Sunrgi XCPV system

Energy company Sunrgi recently announced an astounding new solar system that will break our grids free from the fossil fuel lockdown. Their Xtreme Concentrated Photovoltaics promise a low-cost, high-efficiency system with an incredible projected energy pricing of 5 cents per kilowatt. This breakthrough puts solar on par with the cost of coal, natural gas, and other non-renewable energy sources.

If solar energy is ever going to live up to it’s world-changing potential, it’s going to have to mesh with our existing energy infrastructure, competing with coal and natural gas on price point. While traditional photovoltaic arrays span great expanses and struggle to keep costs down, Sunrgi‘s system proposes a novel idea, making better use of fewer expensive materials.
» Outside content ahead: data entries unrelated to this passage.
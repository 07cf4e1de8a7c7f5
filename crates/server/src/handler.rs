//! MCP server handler implementation.
//!
//! This module defines the main server handler that
//! routes tool calls to the appropriate implementations.
use std::sync::Arc;

use offgrid_client::{Router, Transport};

use crate::tools::cache::{CacheGetParams, CacheStoresParams, get_impl, stores_impl};
use crate::tools::web_fetch::{WebFetchParams, fetch_impl};

use rmcp::{
    ErrorData as McpError, ServerHandler,
    handler::server::{
        tool::{ToolCallContext, ToolRouter},
        wrapper::Parameters,
    },
    model::{
        CallToolRequestParam, CallToolResult, Implementation, ListToolsResult, PaginatedRequestParam, ProtocolVersion,
        ServerCapabilities, ServerInfo,
    },
    service::{RequestContext, RoleServer},
    tool, tool_router,
};

/// The main MCP server handler for offgrid.
#[derive(Clone)]
pub struct OffgridServer {
    router: Arc<Router>,
    passthrough: Arc<dyn Transport>,
    tool_router: ToolRouter<Self>,
}

/// Tool router implementation using the #[tool_router] macro.
///
/// This macro generates the routing logic that maps tool names to handler methods.
#[tool_router]
impl OffgridServer {
    /// Create a new server handler.
    ///
    /// `passthrough` completes requests the router declines to intercept.
    pub fn new(router: Arc<Router>, passthrough: Arc<dyn Transport>) -> Self {
        Self { router, passthrough, tool_router: Self::tool_router() }
    }

    #[tool(
        description = "Route a request through the offline cache. Returns the outcome, route class, status, headers, and body (text or base64)."
    )]
    async fn web_fetch(&self, params: Parameters<WebFetchParams>) -> Result<CallToolResult, McpError> {
        fetch_impl(&self.router, self.passthrough.as_ref(), params.0).await
    }

    #[tool(description = "List cache stores, the current store name, and the lifecycle state.")]
    async fn cache_stores(&self, params: Parameters<CacheStoresParams>) -> Result<CallToolResult, McpError> {
        stores_impl(&self.router, params.0).await
    }

    #[tool(description = "Read the entry stored for a request in the current cache store.")]
    async fn cache_get(&self, params: Parameters<CacheGetParams>) -> Result<CallToolResult, McpError> {
        get_impl(&self.router, params.0).await
    }
}

impl ServerHandler for OffgridServer {
    fn get_info(&self) -> ServerInfo {
        ServerInfo {
            server_info: Implementation {
                name: "offgrid".into(),
                version: env!("CARGO_PKG_VERSION").into(),
                ..Default::default()
            },
            protocol_version: ProtocolVersion::LATEST,
            capabilities: ServerCapabilities::builder().enable_tools().build(),
            ..Default::default()
        }
    }

    async fn list_tools(
        &self, _request: Option<PaginatedRequestParam>, _context: RequestContext<RoleServer>,
    ) -> Result<ListToolsResult, rmcp::model::ErrorData> {
        Ok(ListToolsResult { meta: None, tools: self.tool_router.list_all(), next_cursor: None })
    }

    async fn call_tool(
        &self, request: CallToolRequestParam, context: RequestContext<RoleServer>,
    ) -> Result<CallToolResult, rmcp::model::ErrorData> {
        self.tool_router
            .call(ToolCallContext::new(self, request, context))
            .await
    }
}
The XCPV system is based on a principle blinding in its simplicity: use a magnifying glass to concentrate the sun’s energy into a single high efficiency solar cell. Each unit features a lens that magnifies the sun’s rays 2,000 times, focusing it onto a solar cell that converts more than 37% sunlight to energy. The result is a system that maximizes the potential output of each solar cell while minimizing cost and space required.

The units are modular and thus easily deployable on or off-grid, and they can be easily upgraded to accommodate future advancements in solar cell technology. To deal with the tremendous temperature of focused sunlight (more than 3,000 ºF!), Sunrgi has developed a proprietary cooling system that keeps the panels safe and sound. Rounding out the tech is a sun-tracking system and a PV cell composition that doesn’t depend on the world’s depleted silicon reserves.

Craig Goodman, president of the National Energy marketers Association, has stated that “Solar power at 5 cents per kWh would be a world-changing breakthrough. It would make solar generation of electricity as affordable as generation from coal, natural gas, or other non-renewable sources, without require and subsidy.”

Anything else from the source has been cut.